Artisanal steganography beneath the priest's chair at Screveton Church, Nottinghamshire. Source 1

And this one before the cross was snapped off. Source

You can see why so-called 'iconoclasts' destroyed around 10,000 of England's market and church crosses. This 1906 carving may have been an attempt to get past the Anglican church's attempts to sanitise 'religion'. A steganographic reference to "hand over your first born" - also known as "blood sacrifice".

Post-Reformation churches rarely contain 'figurative' wall paintings - meaning paintings that show 'idols'. The reasons for the ban aren't really about religion. They about suppressing folk memory.

A rare wall painting in Great Sturton's All Saints church hints at what tithes had really been about. Source

It's been badly damaged by a century of rain - presumably when All Saint's was "carefully reduced in size", so only 'interpretations' exist.
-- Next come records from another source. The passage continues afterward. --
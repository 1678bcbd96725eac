//! Graph input preparation for a downstream compressed-graph encoder.
//!
//! Converts line-oriented adjacency-list graph text into the flat binary CSR
//! layout the encoder consumes, and shards graph-text files into row-aligned
//! partitions so several encoder jobs can run in parallel on one graph.

#![warn(missing_docs)]

pub mod csr;
pub mod error;
pub mod invec;
pub mod logging;
pub mod partition;
pub mod prepare;
pub mod text;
From Society for Lincolnshire Heritage & Archaeology's copy of a nearby inscription:

Archdeacon Bonney in 1848... described it as "Time and Death".
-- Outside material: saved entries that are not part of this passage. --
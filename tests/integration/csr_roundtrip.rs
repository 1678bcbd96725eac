#![allow(missing_docs)]

use std::fs;

use hopper::{
    csr::{self, CsrFile},
    error::{HopperError, Result},
    text::Graph,
};
use tempfile::tempdir;

// "3\n1 2\n\n0\n" encoded by hand: tags 132 and 0, three nodes,
// ps=[0,2,2,3], ds=[1,2,0].
const GOLDEN_TEXT: &str = "3\n1 2\n\n0\n";
const GOLDEN_CSR: [u8; 56] = [
    0x84, 0x00, 0x00, 0x00, // edge_width_tag = 132
    0x00, 0x00, 0x00, 0x00, // node_width_tag = 0
    0x03, 0x00, 0x00, 0x00, // nnodes = 3
    0x00, 0x00, 0x00, 0x00, 0x00, 0x00, 0x00, 0x00, // ps[0] = 0
    0x02, 0x00, 0x00, 0x00, 0x00, 0x00, 0x00, 0x00, // ps[1] = 2
    0x02, 0x00, 0x00, 0x00, 0x00, 0x00, 0x00, 0x00, // ps[2] = 2
    0x03, 0x00, 0x00, 0x00, 0x00, 0x00, 0x00, 0x00, // ps[3] = 3
    0x01, 0x00, 0x00, 0x00, // ds[0] = 1
    0x02, 0x00, 0x00, 0x00, // ds[1] = 2
    0x00, 0x00, 0x00, 0x00, // ds[2] = 0
];

#[test]
fn golden_graph_encodes_to_the_documented_bytes() -> Result<()> {
    let dir = tempdir()?;
    let text_path = dir.path().join("golden.graph-text");
    fs::write(&text_path, GOLDEN_TEXT)?;

    let csr_path = dir.path().join("golden.csr");
    csr::encode_file(&text_path, &csr_path)?;

    let bytes = fs::read(&csr_path)?;
    assert_eq!(bytes, GOLDEN_CSR, "encoded bytes differ from the golden file");
    Ok(())
}

#[test]
fn golden_bytes_decode_to_the_documented_arrays() -> Result<()> {
    let dir = tempdir()?;
    let csr_path = dir.path().join("golden.csr");
    fs::write(&csr_path, GOLDEN_CSR)?;

    let decoded = CsrFile::read(&csr_path)?;
    assert_eq!(decoded.edge_width_tag, 132);
    assert_eq!(decoded.node_width_tag, 0);
    assert_eq!(decoded.nnodes, 3);
    assert_eq!(decoded.offsets, vec![0, 2, 2, 3]);
    assert_eq!(decoded.edges, vec![1, 2, 0]);
    Ok(())
}

#[test]
fn encode_then_decode_reproduces_every_adjacency() -> Result<()> {
    let dir = tempdir()?;
    let text_path = dir.path().join("web.graph-text");
    fs::write(&text_path, "5\n1 2 3\n\n0 4\n4 4\n\n")?;

    let csr_path = dir.path().join("web.csr");
    csr::encode_file(&text_path, &csr_path)?;

    let graph = Graph::read(&text_path)?;
    let decoded = CsrFile::read(&csr_path)?;
    assert_eq!(decoded.nnodes, graph.nnodes);
    assert_eq!(decoded.offsets.len() as u32, decoded.nnodes + 1);
    assert_eq!(decoded.edges.len() as u64, decoded.offsets[decoded.nnodes as usize]);
    for (node, adj) in graph.adjacency.iter().enumerate() {
        assert_eq!(
            decoded.neighbors(node as u32),
            adj.as_slice(),
            "adjacency of node {node}"
        );
    }
    Ok(())
}

#[test]
fn repeated_nodes_and_self_loops_pass_through_verbatim() -> Result<()> {
    let dir = tempdir()?;
    let text_path = dir.path().join("loops.graph-text");
    fs::write(&text_path, "2\n0 0 1 1 0\n1\n")?;

    let csr_path = dir.path().join("loops.csr");
    csr::encode_file(&text_path, &csr_path)?;

    let decoded = CsrFile::read(&csr_path)?;
    assert_eq!(decoded.neighbors(0), &[0, 0, 1, 1, 0]);
    assert_eq!(decoded.neighbors(1), &[1]);
    Ok(())
}

#[test]
fn encoding_twice_is_byte_identical() -> Result<()> {
    let dir = tempdir()?;
    let text_path = dir.path().join("web.graph-text");
    fs::write(&text_path, "4\n1 2\n3\n\n0 1 2\n")?;

    let first = dir.path().join("first.csr");
    let second = dir.path().join("second.csr");
    csr::encode_file(&text_path, &first)?;
    csr::encode_file(&text_path, &second)?;

    assert_eq!(fs::read(&first)?, fs::read(&second)?);
    Ok(())
}

#[test]
fn zero_node_graph_encodes_and_decodes() -> Result<()> {
    let dir = tempdir()?;
    let text_path = dir.path().join("empty.graph-text");
    fs::write(&text_path, "0\n")?;

    let csr_path = dir.path().join("empty.csr");
    csr::encode_file(&text_path, &csr_path)?;

    // Header plus the single ps[0] = 0 entry.
    assert_eq!(fs::metadata(&csr_path)?.len(), 20);
    let decoded = CsrFile::read(&csr_path)?;
    assert_eq!(decoded.nnodes, 0);
    assert_eq!(decoded.offsets, vec![0]);
    assert!(decoded.edges.is_empty());
    Ok(())
}

#[test]
fn header_only_truncation_is_corruption() -> Result<()> {
    let dir = tempdir()?;
    let csr_path = dir.path().join("short.csr");
    fs::write(&csr_path, &GOLDEN_CSR[..10])?;

    let err = CsrFile::read(&csr_path).expect_err("partial header must fail");
    assert!(
        matches!(err, HopperError::Corruption(ref msg) if msg.contains("header")),
        "unexpected error: {err}"
    );
    Ok(())
}

#[test]
fn offsets_truncation_is_corruption() -> Result<()> {
    let dir = tempdir()?;
    let csr_path = dir.path().join("short_ps.csr");
    fs::write(&csr_path, &GOLDEN_CSR[..30])?;

    let err = CsrFile::read(&csr_path).expect_err("partial offsets must fail");
    assert!(
        matches!(err, HopperError::Corruption(ref msg) if msg.contains("offsets")),
        "unexpected error: {err}"
    );
    Ok(())
}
Time on the left, is winged and scantily clad and is running over a tombstone, forelock flying, hour-glass in one hand, scythe in the other.

To me, the structure on the left looks more like a font than a tombstone. And what's with the red-coloured scythe?

Maybe that's why the inscription neglects to say that Time was previously known as 'Chronos' - a Titan god who ate his children.

Scythe in hand, Chronos prepares a child. Source: PaintingValley

Perhaps that explains the red splotch.

Rubens' unambiguous painting of Chronos at lunch is better known:

Rubens' depiction of Chronos got to the meat of the problem. Source: PaintingValley

Now we can re-interpret the figure on the right of All Saint's church wall-painting. An inscription in All Saint's says it is:

Death, represented by a skeleton walking away on another tombstone on the right, holds a spade in one hand, and possibly a mattock in the other.

Given the painting is dated to just after the Reformation, it possibly depicts the well-evidenced English practice of grinding the bones of the dead then spreading them on to fields as a soil amendment called marl.